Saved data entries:
□ □ □ □ □

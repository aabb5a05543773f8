//! Markwell Feedback Synthesis
//!
//! Pure functions that turn extracted components and scores into
//! student-facing feedback: a current-state sentence and a priority-ordered
//! next-step sentence per sub-metric, plus concept and reasoning-layer
//! guidance. Deterministic; no side effects.

#![warn(missing_docs)]
#![warn(clippy::all)]

mod analysis;
mod argument;

pub use analysis::analysis_feedback;
pub use argument::argument_feedback;

fn join_steps(steps: Vec<String>, fallback: &str) -> String {
    if steps.is_empty() {
        fallback.to_string()
    } else {
        format!("{}.", steps.join(". "))
    }
}
//! Rubric selection and document metadata

use serde::{Deserialize, Serialize};

/// Which rubric a document is graded against
///
/// Both rubrics share one architecture: taxonomy tables, component
/// extraction, ceiling-constrained scoring, feedback synthesis.
#[derive(Debug, Clone, Copy, PartialEq, Eq, Hash, Serialize, Deserialize)]
#[serde(rename_all = "snake_case")]
pub enum Rubric {
    /// Literary-analytical writing: Topic/Verb/Object/Detail/Effect
    Analysis,
    /// Argumentative writing: Position/Evidence/Reasoning/Counter/Synthesis
    Argument,
}

impl Rubric {
    /// Rubric name as a string
    pub fn as_str(&self) -> &'static str {
        match self {
            Rubric::Analysis => "analysis",
            Rubric::Argument => "argument",
        }
    }

    /// Parse a rubric from a string
    pub fn parse(s: &str) -> Option<Self> {
        match s.to_lowercase().as_str() {
            "analysis" => Some(Rubric::Analysis),
            "argument" => Some(Rubric::Argument),
            _ => None,
        }
    }
}

impl std::str::FromStr for Rubric {
    type Err = String;

    fn from_str(s: &str) -> Result<Self, Self::Err> {
        Self::parse(s).ok_or_else(|| format!("Invalid rubric: {}", s))
    }
}

/// Optional metadata accompanying a document
///
/// The engine accepts plain text plus this structure; wrapping formats are a
/// boundary adapter's concern.
#[derive(Debug, Clone, Default, PartialEq, Serialize, Deserialize)]
pub struct DocumentMeta {
    /// Student year level, when known
    pub year_level: Option<u8>,

    /// Caller-supplied document identifier
    pub source_id: Option<String>,
}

□ □ □ □ □

#### Directions
Reproduce the entries above in full, precisely as written.

#### Final answer
repository aabb5a05543773f8
//! Markwell Feedback Synthesis
//!
//! Pure functions that turn extracted components and scores into
//! student-facing feedback: a current-state sentence and a priority-ordered
//! next-step sentence per sub-metric, plus concept and reasoning-layer
//! guidance. Deterministic; no side effects.

#![warn(missing_docs)]
#![warn(clippy::all)]

mod analysis;
mod argument;

pub use analysis::analysis_feedback;
pub use argument::argument_feedback;

fn join_steps(steps: Vec<String>, fallback: &str) -> String {
    if steps.is_empty() {
        fallback.to_string()
    } else {
        format!("{}.", steps.join(". "))
    }
}
//! Rubric selection and document metadata

use serde::{Deserialize, Serialize};

/// Which rubric a document is graded against
///
/// Both rubrics share one architecture: taxonomy tables, component
/// extraction, ceiling-constrained scoring, feedback synthesis.
#[derive(Debug, Clone, Copy, PartialEq, Eq, Hash, Serialize, Deserialize)]
#[serde(rename_all = "snake_case")]
pub enum Rubric {
    /// Literary-analytical writing: Topic/Verb/Object/Detail/Effect
    Analysis,
    /// Argumentative writing: Position/Evidence/Reasoning/Counter/Synthesis
    Argument,
}

impl Rubric {
    /// Rubric name as a string
    pub fn as_str(&self) -> &'static str {
        match self {
            Rubric::Analysis => "analysis",
            Rubric::Argument => "argument",
        }
    }

    /// Parse a rubric from a string
    pub fn parse(s: &str) -> Option<Self> {
        match s.to_lowercase().as_str() {
            "analysis" => Some(Rubric::Analysis),
            "argument" => Some(Rubric::Argument),
            _ => None,
        }
    }
}

impl std::str::FromStr for Rubric {
    type Err = String;

    fn from_str(s: &str) -> Result<Self, Self::Err> {
        Self::parse(s).ok_or_else(|| format!("Invalid rubric: {}", s))
    }
}

/// Optional metadata accompanying a document
///
/// The engine accepts plain text plus this structure; wrapping formats are a
/// boundary adapter's concern.
#[derive(Debug, Clone, Default, PartialEq, Serialize, Deserialize)]
pub struct DocumentMeta {
    /// Student year level, when known
    pub year_level: Option<u8>,

    /// Caller-supplied document identifier
    pub source_id: Option<String>,
}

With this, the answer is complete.